Instructions to follow: Which lines in the records below contain the word "http"? Copy each one out.
BEGIN The records
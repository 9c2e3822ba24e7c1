//! Integration tests for the HTML tokenizer.

use quickcheck_macros::quickcheck;
use wombat_html::{InitialState, ParseError, Token, TokenizerOpts, tokenize};

/// Helper to tokenize a string and return the tokens
fn tokens(input: &str) -> Vec<Token> {
    tokenize(input, &TokenizerOpts::default()).0
}

/// Helper to tokenize with error collection and return the error codes
fn error_codes(input: &str) -> Vec<String> {
    let (_, errors) = tokenize(input, &TokenizerOpts::default().with_collect_errors(true));
    errors.into_iter().map(|e| e.code).collect()
}

fn errors(input: &str, opts: TokenizerOpts) -> Vec<ParseError> {
    tokenize(input, &opts.with_collect_errors(true)).1
}

fn text(s: &str) -> Token {
    Token::CharacterRun {
        text: s.to_string(),
    }
}

fn end_tag(name: &str) -> Token {
    Token::EndTag {
        name: name.to_string(),
    }
}

#[test]
fn test_plain_text_is_one_run() {
    assert_eq!(tokens("Hello"), vec![text("Hello"), Token::EndOfInput]);
}

#[test]
fn test_empty_input() {
    assert_eq!(tokens(""), vec![Token::EndOfInput]);
}

#[test]
fn test_doctype() {
    let tokens = tokens("<!DOCTYPE html>");
    assert_eq!(tokens.len(), 2);
    match &tokens[0] {
        Token::Doctype {
            name,
            public_id,
            system_id,
            force_quirks,
        } => {
            assert_eq!(name.as_deref(), Some("html"));
            assert_eq!(public_id, &None);
            assert_eq!(system_id, &None);
            assert!(!force_quirks);
        }
        other => panic!("Expected DOCTYPE token, got {other:?}"),
    }
}

#[test]
fn test_doctype_public_and_system_identifiers() {
    let tokens = tokens(
        r#"<!DOCTYPE HTML PUBLIC "-//W3C//DTD HTML 4.01//EN" 'http://www.w3.org/TR/html4/strict.dtd'>"#,
    );
    match &tokens[0] {
        Token::Doctype {
            name,
            public_id,
            system_id,
            ..
        } => {
            assert_eq!(name.as_deref(), Some("html"));
            assert_eq!(public_id.as_deref(), Some("-//W3C//DTD HTML 4.01//EN"));
            assert_eq!(
                system_id.as_deref(),
                Some("http://www.w3.org/TR/html4/strict.dtd")
            );
        }
        other => panic!("Expected DOCTYPE token, got {other:?}"),
    }
}

#[test]
fn test_doctype_without_name_forces_quirks() {
    let tokens = tokens("<!DOCTYPE>");
    assert!(matches!(
        &tokens[0],
        Token::Doctype {
            name: None,
            force_quirks: true,
            ..
        }
    ));
    assert_eq!(error_codes("<!DOCTYPE>"), ["missing-doctype-name"]);
}

#[test]
fn test_start_tag_with_attributes() {
    let tokens = tokens(r#"<DIV Class="a" id=b data-x='c' hidden>"#);
    match &tokens[0] {
        Token::StartTag {
            name,
            attrs,
            self_closing,
        } => {
            assert_eq!(name, "div");
            assert!(!self_closing);
            let pairs: Vec<(&str, &str)> = attrs
                .iter()
                .map(|(k, v)| (k.as_str(), v.as_str()))
                .collect();
            assert_eq!(
                pairs,
                [("class", "a"), ("id", "b"), ("data-x", "c"), ("hidden", "")]
            );
        }
        other => panic!("Expected StartTag token, got {other:?}"),
    }
}

#[test]
fn test_self_closing_flag() {
    let tokens = tokens("<br/>");
    assert!(matches!(
        &tokens[0],
        Token::StartTag {
            self_closing: true,
            ..
        }
    ));
}

#[test]
fn test_end_tag() {
    assert_eq!(tokens("</div>"), vec![end_tag("div"), Token::EndOfInput]);
}

#[test]
fn test_end_tag_with_attributes_is_an_error() {
    assert_eq!(error_codes("</div class=x>"), ["end-tag-with-attributes"]);
}

#[test]
fn test_comment() {
    assert_eq!(
        tokens("<!-- hi -->"),
        vec![Token::new_comment(" hi "), Token::EndOfInput]
    );
}

#[test]
fn test_abrupt_empty_comment() {
    assert_eq!(tokens("<!-->")[0], Token::new_comment(""));
    assert_eq!(error_codes("<!-->"), ["abrupt-closing-of-empty-comment"]);
}

#[test]
fn test_incorrectly_closed_comment() {
    assert_eq!(tokens("<!--a--!>")[0], Token::new_comment("a"));
    assert_eq!(error_codes("<!--a--!>"), ["incorrectly-closed-comment"]);
}

#[test]
fn test_bogus_comments() {
    assert_eq!(tokens("<?xml version?>")[0], Token::new_comment("?xml version?"));
    assert_eq!(tokens("<!foo>")[0], Token::new_comment("foo"));
    assert_eq!(
        error_codes("<?x>"),
        ["unexpected-question-mark-instead-of-tag-name"]
    );
}

#[test]
fn test_cdata_in_html_is_bogus_comment() {
    assert_eq!(tokens("<![CDATA[x]]>")[0], Token::new_comment("[CDATA[x]]"));
    assert_eq!(error_codes("<![CDATA[x]]>"), ["cdata-in-html-content"]);
}

#[test]
fn test_text_around_tags() {
    let tokens = tokens("a<b>c</b>d");
    assert_eq!(tokens[0], text("a"));
    assert_eq!(tokens[2], text("c"));
    assert_eq!(tokens[3], end_tag("b"));
    assert_eq!(tokens[4], text("d"));
}

#[test]
fn test_lone_less_than_is_text() {
    assert_eq!(tokens("a < b"), vec![text("a < b"), Token::EndOfInput]);
    assert_eq!(
        error_codes("a < b"),
        ["invalid-first-character-of-tag-name"]
    );
}

#[test]
fn test_missing_end_tag_name() {
    assert_eq!(tokens("</>"), vec![Token::EndOfInput]);
    assert_eq!(error_codes("</>"), ["missing-end-tag-name"]);
}

#[test]
fn test_crlf_normalized() {
    assert_eq!(tokens("a\r\nb\rc"), vec![text("a\nb\nc"), Token::EndOfInput]);
}

#[test]
fn test_leading_bom_discarded() {
    assert_eq!(tokens("\u{FEFF}x"), vec![text("x"), Token::EndOfInput]);
    let (kept, _) = tokenize("\u{FEFF}x", &TokenizerOpts::default().with_discard_bom(false));
    assert_eq!(kept[0], text("\u{FEFF}x"));
}

// ========== Character references ==========

#[test]
fn test_character_references_in_text() {
    assert_eq!(tokens("a &amp; b &#60; &#x3E;")[0], text("a & b < >"));
}

#[test]
fn test_character_references_in_attribute() {
    let tokens = tokens(r#"<a href="?x=1&amp;y=2&copy=3">"#);
    match &tokens[0] {
        Token::StartTag { attrs, .. } => {
            assert_eq!(attrs.get("href").map(String::as_str), Some("?x=1&y=2&copy=3"));
        }
        other => panic!("Expected StartTag token, got {other:?}"),
    }
}

#[test]
fn test_unknown_reference_is_kept() {
    assert_eq!(tokens("&bogus;")[0], text("&bogus;"));
}

// ========== Duplicate attributes ==========

#[test]
fn test_duplicate_attribute_first_wins() {
    let input = r#"<a href="1" href="2">"#;
    match &tokens(input)[0] {
        Token::StartTag { attrs, .. } => {
            assert_eq!(attrs.len(), 1);
            assert_eq!(attrs.get("href").map(String::as_str), Some("1"));
        }
        other => panic!("Expected StartTag token, got {other:?}"),
    }
    assert_eq!(error_codes(input), ["duplicate-attribute"]);
}

// ========== Raw text element (RCDATA/RAWTEXT) tests ==========

#[test]
fn test_style_content_is_raw() {
    let tokens = tokens("<style>a < b &amp; </p></style>");
    assert_eq!(tokens[1], text("a < b &amp; </p>"));
    assert_eq!(tokens[2], end_tag("style"));
}

#[test]
fn test_title_content_decodes_references() {
    let tokens = tokens("<title>a &amp; <b></title>");
    assert_eq!(tokens[1], text("a & <b>"));
    assert_eq!(tokens[2], end_tag("title"));
}

#[test]
fn test_script_is_rawtext() {
    let tokens = tokens("<script>if (a < b) {}</script>");
    assert_eq!(tokens[1], text("if (a < b) {}"));
}

#[test]
fn test_plaintext_never_ends() {
    let tokens = tokens("<plaintext></plaintext><b>");
    assert_eq!(tokens[1], text("</plaintext><b>"));
    assert_eq!(tokens[2], Token::EndOfInput);
}

#[test]
fn test_initial_rawtext_state() {
    let opts = TokenizerOpts::default().with_initial_state(InitialState::RAWTEXT, Some("textarea"));
    let (tokens, _) = tokenize("<b>x</b></textarea>y", &opts);
    assert_eq!(tokens[0], text("<b>x</b>"));
    assert_eq!(tokens[1], end_tag("textarea"));
    assert_eq!(tokens[2], text("y"));
}

// ========== Errors and positions ==========

#[test]
fn test_errors_not_collected_by_default() {
    let (_, errors) = tokenize("<a b='1' b='2'>", &TokenizerOpts::default());
    assert!(errors.is_empty());
}

#[test]
fn test_error_position_is_token_start() {
    let errors = errors("ab\n  <a x x>", TokenizerOpts::default());
    assert_eq!(errors.len(), 1);
    assert_eq!(errors[0].code, "duplicate-attribute");
    assert_eq!((errors[0].line, errors[0].column), (Some(2), Some(3)));
}

#[test]
fn test_exact_error_position() {
    let errors = errors(
        "ab\n  <a x x>",
        TokenizerOpts::default().with_exact_errors(true),
    );
    assert_eq!(errors[0].line, Some(2));
    assert!(errors[0].column > Some(3));
}

#[test]
fn test_eof_in_tag_emits_partial_start_tag() {
    let tokens = tokens("<div class=\"a");
    assert_eq!(tokens.len(), 2);
    match &tokens[0] {
        Token::StartTag { name, attrs, .. } => {
            assert_eq!(name, "div");
            assert_eq!(attrs.get("class").map(String::as_str), Some("a"));
        }
        other => panic!("Expected start tag, got {other:?}"),
    }
    assert_eq!(tokens[1], Token::EndOfInput);
    assert_eq!(error_codes("<div class=\"a"), ["eof-in-tag"]);
}

#[test]
fn test_eof_in_tag_emits_partial_end_tag() {
    assert_eq!(tokens("x</di"), vec![text("x"), end_tag("di"), Token::EndOfInput]);
    assert_eq!(error_codes("</di"), ["eof-in-tag"]);
}

#[test]
fn test_eof_in_comment_emits_partial_comment() {
    assert_eq!(tokens("<!--abc")[0], Token::new_comment("abc"));
    assert_eq!(error_codes("<!--abc"), ["eof-in-comment"]);
}

#[test]
fn test_eof_in_doctype_forces_quirks() {
    assert!(matches!(
        &tokens("<!DOCTYPE html PUBLIC \"x")[0],
        Token::Doctype {
            force_quirks: true,
            ..
        }
    ));
}

#[test]
fn test_null_in_data_is_reported() {
    assert_eq!(error_codes("a\0b"), ["unexpected-null-character"]);
}

// ========== XML coercion ==========

#[test]
fn test_xml_coercion() {
    let opts = TokenizerOpts::default().with_xml_coercion(true);
    let (tokens, _) = tokenize("a\x0Cb<!--x--y-->", &opts);
    assert_eq!(tokens[0], text("a b"));
    assert_eq!(tokens[1], Token::new_comment("x- -y"));
}

// ========== Properties ==========

#[quickcheck]
fn prop_exactly_one_end_of_input_last(input: String) -> bool {
    let tokens = tokens(&input);
    tokens.last() == Some(&Token::EndOfInput) && tokens.iter().filter(|t| t.is_eof()).count() == 1
}

#[quickcheck]
fn prop_malformed_prefixes_terminate(input: String) -> bool {
    ["<", "</", "<!", "<!--", "<!DOCTYPE", "<a b='", "<a b=\""]
        .iter()
        .all(|prefix| {
            let tokens = tokens(&format!("{prefix}{input}"));
            tokens.last() == Some(&Token::EndOfInput)
        })
}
END The records
Result of this exercise:
        r#"<!DOCTYPE HTML PUBLIC "-//W3C//DTD HTML 4.01//EN" 'http://www.w3.org/TR/html4/strict.dtd'>"#,
                Some("http://www.w3.org/TR/html4/strict.dtd")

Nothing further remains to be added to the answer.